A wonderful book! I never saw such a combination of book, video, and codes from the author. Everything is clearly explained. I don't know how to express my gratitude in words!
Thanks for publishing these videos. I'm more of a programmer than a maths person, but it's really nice to have an idea about what algorithms there are out there to interpret datasets.
Since the Covid crisis confined me to home, you have become one of my favorite youtubers. Great succinct explanations with real applicability to problems both abstract and praactical. THANK YOU!!
Loved this. So Sad I discovered this channel so late! Finally, a channel, which doesn't dumb down and help really improve the vigor mathematically as well as conceptually without being daunted by research papers notations and lingo. I request videos on Optimization as a series - how it works in different algorithms across Supervised, Semi, Unsupervised, Reinforcement.

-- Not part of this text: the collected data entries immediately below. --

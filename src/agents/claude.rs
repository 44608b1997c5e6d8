//! Claude Code discoverer.
//!
//! Correlating a PID to a session is itself inferential: the per-session
//! debug log does not declare its owning PID, but temp-file references inside
//! the log content embed one. Once mapped, status comes from the session
//! transcript's turn markers.
//!
//! Debug logs: ~/.claude/debug/{session-id}.txt
//! Transcripts: ~/.claude/projects/{project}/{session-id}.jsonl

use once_cell::sync::Lazy;
use regex::Regex;
use serde::Deserialize;
use std::collections::HashMap;
use std::fs::{self, File};
use std::io::{BufRead, BufReader, Seek, SeekFrom};
use std::path::{Path, PathBuf};
use std::time::SystemTime;

use crate::data::{AgentKind, AgentSession, AgentStatus, Correlation};
use crate::platform::Platform;
use crate::probe::probe_all;

static CLAUDE_BIN_RE: Lazy<Regex> = Lazy::new(|| Regex::new(r"(^|/)claude$").unwrap());

/// Temp-file references in debug logs look like ".tmp.12345.".
static TMP_PID_RE: Lazy<Regex> = Lazy::new(|| Regex::new(r"\.tmp\.(\d+)\.").unwrap());

/// Transcripts beyond this size are scanned only over their trailing window.
const TAIL_WINDOW: u64 = 128 * 1024;

#[derive(Debug, Default, Deserialize)]
struct TranscriptEntry {
    #[serde(rename = "type", default)]
    kind: String,
    #[serde(default)]
    subtype: String,
    #[serde(default)]
    slug: String,
    #[serde(default)]
    cwd: String,
}

/// Result of scanning one transcript.
#[derive(Debug, Clone, PartialEq, Eq)]
pub struct TranscriptScan {
    pub status: AgentStatus,
    pub slug: String,
    pub cwd: String,
}

impl TranscriptScan {
    fn unreadable() -> Self {
        Self {
            status: AgentStatus::Unknown,
            slug: String::new(),
            cwd: String::new(),
        }
    }
}

/// Find all running Claude Code processes and determine their status.
pub async fn discover(platform: &dyn Platform) -> Vec<AgentSession> {
    let pids = platform.find_pids_by_name(&CLAUDE_BIN_RE);
    if pids.is_empty() {
        return Vec::new();
    }

    let pid_map = match debug_dir() {
        Some(dir) => map_pids_to_sessions(&pids, &dir),
        None => HashMap::new(),
    };

    probe_all(pids, |pid| {
        let session_id = pid_map.get(&pid).cloned();
        async move { probe_pid(platform, pid, session_id?) }
    })
    .await
}

/// Build the PID → session-id map from debug logs.
///
/// Logs are scanned newest-modified first so active sessions resolve without
/// reading the whole corpus, and scanning stops once every candidate PID is
/// mapped. A PID left unmapped after all logs is simply unresolved.
pub fn map_pids_to_sessions(pids: &[u32], debug_dir: &Path) -> HashMap<u32, String> {
    let mut mapped = HashMap::new();
    if pids.is_empty() {
        return mapped;
    }
    let Ok(entries) = fs::read_dir(debug_dir) else {
        return mapped;
    };

    let mut logs: Vec<(PathBuf, SystemTime)> = entries
        .flatten()
        .filter(|entry| {
            entry
                .path()
                .extension()
                .is_some_and(|ext| ext == "txt")
        })
        .filter_map(|entry| {
            let meta = entry.metadata().ok()?;
            if meta.is_dir() {
                return None;
            }
            Some((entry.path(), meta.modified().ok()?))
        })
        .collect();
    logs.sort_by(|a, b| b.1.cmp(&a.1));

    for (path, _) in logs {
        if mapped.len() == pids.len() {
            break;
        }
        let Some(pid) = scan_log_for_pid(&path, pids, &mapped) else {
            continue;
        };
        let Some(session_id) = path.file_stem().and_then(|stem| stem.to_str()) else {
            continue;
        };
        mapped.insert(pid, session_id.to_string());
    }
    mapped
}

/// Scan one debug log line-by-line for the first candidate PID not yet
/// mapped.
fn scan_log_for_pid(path: &Path, targets: &[u32], mapped: &HashMap<u32, String>) -> Option<u32> {
    let file = File::open(path).ok()?;
    for line in BufReader::new(file).lines().map_while(Result::ok) {
        let Some(pid) = extract_embedded_pid(&line) else {
            continue;
        };
        if targets.contains(&pid) && !mapped.contains_key(&pid) {
            return Some(pid);
        }
    }
    None
}

/// Extract the first integer embedded as ".tmp.<digits>." in a log line.
///
/// This is the single point of coupling to Claude Code's internal temp-file
/// naming; everything else in discovery only sees the parsed PID.
pub fn extract_embedded_pid(line: &str) -> Option<u32> {
    TMP_PID_RE.captures(line)?.get(1)?.as_str().parse().ok()
}

fn probe_pid(platform: &dyn Platform, pid: u32, session_id: String) -> Option<AgentSession> {
    let transcript = resolve_transcript(&projects_dir()?, &session_id)?;
    let scan = transcript_status(&transcript);

    let title = if scan.slug.is_empty() {
        "-".to_string()
    } else {
        scan.slug
    };
    let directory = if scan.cwd.is_empty() {
        platform.process_cwd(pid)
    } else {
        scan.cwd
    };

    Some(AgentSession {
        agent: AgentKind::Claude,
        status: scan.status,
        session_id,
        title,
        directory,
        pid,
        correlation: Correlation::Authoritative,
    })
}

/// Locate {projects}/*/{session-id}.jsonl.
///
/// A session can appear under more than one project directory if the agent
/// relocated; the most recently modified transcript wins.
pub fn resolve_transcript(projects_dir: &Path, session_id: &str) -> Option<PathBuf> {
    let entries = fs::read_dir(projects_dir).ok()?;

    let mut best: Option<(PathBuf, SystemTime)> = None;
    for entry in entries.flatten() {
        let candidate = entry.path().join(format!("{session_id}.jsonl"));
        let Ok(meta) = candidate.metadata() else {
            continue;
        };
        let Ok(modified) = meta.modified() else {
            continue;
        };
        if best.as_ref().map(|(_, t)| modified > *t).unwrap_or(true) {
            best = Some((candidate, modified));
        }
    }
    best.map(|(path, _)| path)
}

/// Read a transcript and derive status, title slug, and working directory.
///
/// Large files are scanned over the trailing window only; the first line
/// after the seek may be truncated mid-record and is discarded before
/// parsing resumes.
pub fn transcript_status(path: &Path) -> TranscriptScan {
    let Ok(mut file) = File::open(path) else {
        return TranscriptScan::unreadable();
    };
    let Ok(meta) = file.metadata() else {
        return TranscriptScan::unreadable();
    };

    if meta.len() > TAIL_WINDOW {
        if file.seek(SeekFrom::Start(meta.len() - TAIL_WINDOW)).is_err() {
            return TranscriptScan::unreadable();
        }
        let mut reader = BufReader::new(file);
        let mut partial = String::new();
        if reader.read_line(&mut partial).is_err() {
            return TranscriptScan::unreadable();
        }
        scan_transcript(reader)
    } else {
        scan_transcript(BufReader::new(file))
    }
}

/// Forward scan over transcript lines.
///
/// Status is ordering-based, not last-line-based, because the final line may
/// be an unrelated informational entry. Each turn ends with a
/// system/turn_duration entry and assistant entries only appear within a
/// turn, so whichever marker appears later decides.
fn scan_transcript(reader: impl BufRead) -> TranscriptScan {
    let mut last_turn_end: Option<usize> = None;
    let mut last_assistant: Option<usize> = None;
    let mut slug = String::new();
    let mut cwd = String::new();

    for (line_no, line) in reader.lines().map_while(Result::ok).enumerate() {
        if line.trim().is_empty() {
            continue;
        }
        let Ok(entry) = serde_json::from_str::<TranscriptEntry>(&line) else {
            continue;
        };

        // Fields accumulate forward; later non-empty values win.
        if !entry.slug.is_empty() {
            slug = entry.slug;
        }
        if !entry.cwd.is_empty() {
            cwd = entry.cwd;
        }

        match entry.kind.as_str() {
            "system" if entry.subtype == "turn_duration" => last_turn_end = Some(line_no),
            "assistant" => last_assistant = Some(line_no),
            _ => {}
        }
    }

    let status = match (last_turn_end, last_assistant) {
        // Neither marker: fresh session awaiting its first input.
        (None, None) => AgentStatus::Idle,
        (turn_end, assistant) if turn_end > assistant => AgentStatus::Idle,
        _ => AgentStatus::Busy,
    };

    TranscriptScan { status, slug, cwd }
}

fn debug_dir() -> Option<PathBuf> {
    dirs::home_dir().map(|home| home.join(".claude").join("debug"))
}

fn projects_dir() -> Option<PathBuf> {
    dirs::home_dir().map(|home| home.join(".claude").join("projects"))
}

Thank you for crystal clear lecture. And the topic is fantastic because: a) linear model (simplicity) b) interpretability (for the reasons you have clearly explained yourself). I am looking forward for more content and I am ready to buy yet another your book professor
I used LASSO & Elastic Net for a sports betting prediction model this year in college basketball. The LASSO model did better than EN. Thanks for the explanation! It was very timely for me. :)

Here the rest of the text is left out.